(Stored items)
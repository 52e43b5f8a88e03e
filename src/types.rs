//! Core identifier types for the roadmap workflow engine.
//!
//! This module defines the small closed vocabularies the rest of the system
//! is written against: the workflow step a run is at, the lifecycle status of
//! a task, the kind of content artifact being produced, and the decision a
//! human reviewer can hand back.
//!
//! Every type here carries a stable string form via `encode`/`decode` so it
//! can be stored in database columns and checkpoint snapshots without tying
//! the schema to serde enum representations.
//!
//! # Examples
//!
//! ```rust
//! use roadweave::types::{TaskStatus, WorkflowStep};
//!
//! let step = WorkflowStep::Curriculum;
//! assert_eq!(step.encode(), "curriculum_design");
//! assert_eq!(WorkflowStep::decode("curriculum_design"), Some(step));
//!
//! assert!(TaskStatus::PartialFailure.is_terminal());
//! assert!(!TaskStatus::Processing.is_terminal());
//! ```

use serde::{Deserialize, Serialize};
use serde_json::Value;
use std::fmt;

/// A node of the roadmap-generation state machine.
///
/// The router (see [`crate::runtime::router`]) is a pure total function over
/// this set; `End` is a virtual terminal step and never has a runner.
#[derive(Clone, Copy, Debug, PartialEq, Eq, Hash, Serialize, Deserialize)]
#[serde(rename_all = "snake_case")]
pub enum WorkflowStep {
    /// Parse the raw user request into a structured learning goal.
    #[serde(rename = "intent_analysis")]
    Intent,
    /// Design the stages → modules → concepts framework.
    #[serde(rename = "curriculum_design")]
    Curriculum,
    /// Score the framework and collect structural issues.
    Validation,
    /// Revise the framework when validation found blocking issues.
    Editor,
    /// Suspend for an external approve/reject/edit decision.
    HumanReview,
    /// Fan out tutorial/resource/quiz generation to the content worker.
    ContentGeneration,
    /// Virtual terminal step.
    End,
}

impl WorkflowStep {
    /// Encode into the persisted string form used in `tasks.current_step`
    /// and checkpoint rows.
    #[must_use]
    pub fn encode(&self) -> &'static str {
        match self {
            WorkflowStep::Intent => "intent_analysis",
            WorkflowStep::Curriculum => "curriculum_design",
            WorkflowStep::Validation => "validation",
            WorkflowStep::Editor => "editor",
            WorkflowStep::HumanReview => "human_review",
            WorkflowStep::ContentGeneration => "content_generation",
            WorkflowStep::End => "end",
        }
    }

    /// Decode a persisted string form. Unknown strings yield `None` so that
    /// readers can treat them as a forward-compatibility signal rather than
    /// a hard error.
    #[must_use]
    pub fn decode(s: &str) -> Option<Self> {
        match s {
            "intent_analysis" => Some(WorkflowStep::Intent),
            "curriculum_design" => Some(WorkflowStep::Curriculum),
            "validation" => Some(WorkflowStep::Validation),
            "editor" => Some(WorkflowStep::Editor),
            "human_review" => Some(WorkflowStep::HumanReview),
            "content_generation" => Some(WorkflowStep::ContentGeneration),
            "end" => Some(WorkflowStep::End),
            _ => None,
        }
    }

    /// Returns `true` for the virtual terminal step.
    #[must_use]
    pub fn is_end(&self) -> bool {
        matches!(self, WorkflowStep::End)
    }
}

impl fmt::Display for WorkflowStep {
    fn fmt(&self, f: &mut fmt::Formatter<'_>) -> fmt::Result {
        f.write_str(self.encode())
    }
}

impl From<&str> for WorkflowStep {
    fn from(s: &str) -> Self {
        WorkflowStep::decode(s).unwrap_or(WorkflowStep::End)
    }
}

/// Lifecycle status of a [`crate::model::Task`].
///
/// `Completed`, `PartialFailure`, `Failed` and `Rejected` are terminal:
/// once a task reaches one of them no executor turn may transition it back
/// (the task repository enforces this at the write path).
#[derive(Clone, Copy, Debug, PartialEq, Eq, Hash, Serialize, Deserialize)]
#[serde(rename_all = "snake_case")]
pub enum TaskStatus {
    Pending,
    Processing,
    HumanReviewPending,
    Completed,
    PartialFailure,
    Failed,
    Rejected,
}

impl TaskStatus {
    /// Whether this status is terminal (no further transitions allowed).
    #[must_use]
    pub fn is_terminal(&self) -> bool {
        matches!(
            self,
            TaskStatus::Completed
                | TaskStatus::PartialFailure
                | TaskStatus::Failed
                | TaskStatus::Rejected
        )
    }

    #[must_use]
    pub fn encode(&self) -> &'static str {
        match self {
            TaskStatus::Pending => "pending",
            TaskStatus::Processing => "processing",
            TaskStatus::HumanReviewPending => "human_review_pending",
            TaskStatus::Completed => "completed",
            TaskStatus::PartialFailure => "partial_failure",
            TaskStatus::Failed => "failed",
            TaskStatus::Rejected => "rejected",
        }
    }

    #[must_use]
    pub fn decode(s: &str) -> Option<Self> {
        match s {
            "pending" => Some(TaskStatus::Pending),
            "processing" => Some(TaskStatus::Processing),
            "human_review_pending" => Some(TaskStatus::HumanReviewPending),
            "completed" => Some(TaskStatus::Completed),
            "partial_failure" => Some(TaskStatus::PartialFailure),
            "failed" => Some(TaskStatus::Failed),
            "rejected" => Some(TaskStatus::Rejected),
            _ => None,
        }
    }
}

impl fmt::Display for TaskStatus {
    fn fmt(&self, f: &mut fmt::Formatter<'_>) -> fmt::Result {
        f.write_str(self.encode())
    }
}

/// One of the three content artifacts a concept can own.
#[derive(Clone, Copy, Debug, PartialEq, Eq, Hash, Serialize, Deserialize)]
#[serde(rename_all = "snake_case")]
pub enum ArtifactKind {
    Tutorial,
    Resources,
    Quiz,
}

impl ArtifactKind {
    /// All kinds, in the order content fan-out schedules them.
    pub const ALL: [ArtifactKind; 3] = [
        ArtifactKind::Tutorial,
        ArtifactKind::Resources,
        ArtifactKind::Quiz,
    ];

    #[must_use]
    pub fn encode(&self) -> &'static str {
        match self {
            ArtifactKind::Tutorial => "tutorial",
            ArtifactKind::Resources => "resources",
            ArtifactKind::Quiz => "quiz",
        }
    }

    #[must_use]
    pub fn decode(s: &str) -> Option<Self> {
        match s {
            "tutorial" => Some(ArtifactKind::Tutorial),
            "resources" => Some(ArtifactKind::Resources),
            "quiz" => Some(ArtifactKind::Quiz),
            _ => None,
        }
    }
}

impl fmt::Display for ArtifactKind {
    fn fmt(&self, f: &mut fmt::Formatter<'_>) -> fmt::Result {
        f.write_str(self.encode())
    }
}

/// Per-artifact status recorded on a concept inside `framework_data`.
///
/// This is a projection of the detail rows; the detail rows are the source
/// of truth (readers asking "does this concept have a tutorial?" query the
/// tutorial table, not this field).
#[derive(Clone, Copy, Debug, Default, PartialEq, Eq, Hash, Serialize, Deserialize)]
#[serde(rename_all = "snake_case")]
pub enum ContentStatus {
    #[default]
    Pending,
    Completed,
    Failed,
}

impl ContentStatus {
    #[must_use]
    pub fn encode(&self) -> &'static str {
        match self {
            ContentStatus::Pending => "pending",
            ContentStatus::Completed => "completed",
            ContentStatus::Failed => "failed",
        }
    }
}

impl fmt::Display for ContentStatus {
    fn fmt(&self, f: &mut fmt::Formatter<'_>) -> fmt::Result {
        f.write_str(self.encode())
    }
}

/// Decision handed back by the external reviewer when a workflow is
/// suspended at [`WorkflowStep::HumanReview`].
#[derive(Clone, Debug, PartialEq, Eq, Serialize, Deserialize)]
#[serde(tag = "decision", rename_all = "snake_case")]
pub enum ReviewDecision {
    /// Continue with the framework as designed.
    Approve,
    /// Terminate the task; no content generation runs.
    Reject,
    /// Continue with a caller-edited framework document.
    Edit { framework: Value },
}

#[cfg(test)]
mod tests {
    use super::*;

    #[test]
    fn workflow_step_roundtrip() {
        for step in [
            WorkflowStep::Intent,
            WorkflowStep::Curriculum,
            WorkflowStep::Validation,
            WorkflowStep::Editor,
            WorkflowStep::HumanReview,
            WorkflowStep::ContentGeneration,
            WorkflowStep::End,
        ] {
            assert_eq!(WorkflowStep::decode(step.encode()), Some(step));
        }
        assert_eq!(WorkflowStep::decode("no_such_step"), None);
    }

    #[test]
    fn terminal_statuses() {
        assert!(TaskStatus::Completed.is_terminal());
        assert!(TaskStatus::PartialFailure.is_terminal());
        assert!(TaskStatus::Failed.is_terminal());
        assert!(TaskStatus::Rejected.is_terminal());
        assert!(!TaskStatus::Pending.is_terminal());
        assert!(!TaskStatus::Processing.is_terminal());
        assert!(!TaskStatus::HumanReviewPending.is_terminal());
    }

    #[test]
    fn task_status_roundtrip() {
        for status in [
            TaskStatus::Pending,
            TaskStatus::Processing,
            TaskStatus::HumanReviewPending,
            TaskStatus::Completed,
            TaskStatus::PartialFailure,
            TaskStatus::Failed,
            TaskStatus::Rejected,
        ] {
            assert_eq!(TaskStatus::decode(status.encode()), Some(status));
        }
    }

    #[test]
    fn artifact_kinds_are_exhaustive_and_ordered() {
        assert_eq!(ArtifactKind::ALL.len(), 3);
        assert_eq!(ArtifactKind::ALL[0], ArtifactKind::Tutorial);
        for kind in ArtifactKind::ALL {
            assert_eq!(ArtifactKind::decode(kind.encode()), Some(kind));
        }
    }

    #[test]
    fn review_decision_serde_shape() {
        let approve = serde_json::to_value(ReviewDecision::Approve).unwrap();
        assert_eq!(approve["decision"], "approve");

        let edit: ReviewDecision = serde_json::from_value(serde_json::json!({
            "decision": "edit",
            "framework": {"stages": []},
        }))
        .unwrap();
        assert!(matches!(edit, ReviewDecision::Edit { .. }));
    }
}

Task details: Quote every line from the beginning of the entries up to and including the line that contains "total function over".

Response to this exercise:
repository 52e43b5f8a88e03e
filename src/types.rs
//! Core identifier types for the roadmap workflow engine.
//!
//! This module defines the small closed vocabularies the rest of the system
//! is written against: the workflow step a run is at, the lifecycle status of
//! a task, the kind of content artifact being produced, and the decision a
//! human reviewer can hand back.
//!
//! Every type here carries a stable string form via `encode`/`decode` so it
//! can be stored in database columns and checkpoint snapshots without tying
//! the schema to serde enum representations.
//!
//! # Examples
//!
//! ```rust
//! use roadweave::types::{TaskStatus, WorkflowStep};
//!
//! let step = WorkflowStep::Curriculum;
//! assert_eq!(step.encode(), "curriculum_design");
//! assert_eq!(WorkflowStep::decode("curriculum_design"), Some(step));
//!
//! assert!(TaskStatus::PartialFailure.is_terminal());
//! assert!(!TaskStatus::Processing.is_terminal());
//! ```

use serde::{Deserialize, Serialize};
use serde_json::Value;
use std::fmt;

/// A node of the roadmap-generation state machine.
///
/// The router (see [`crate::runtime::router`]) is a pure total function over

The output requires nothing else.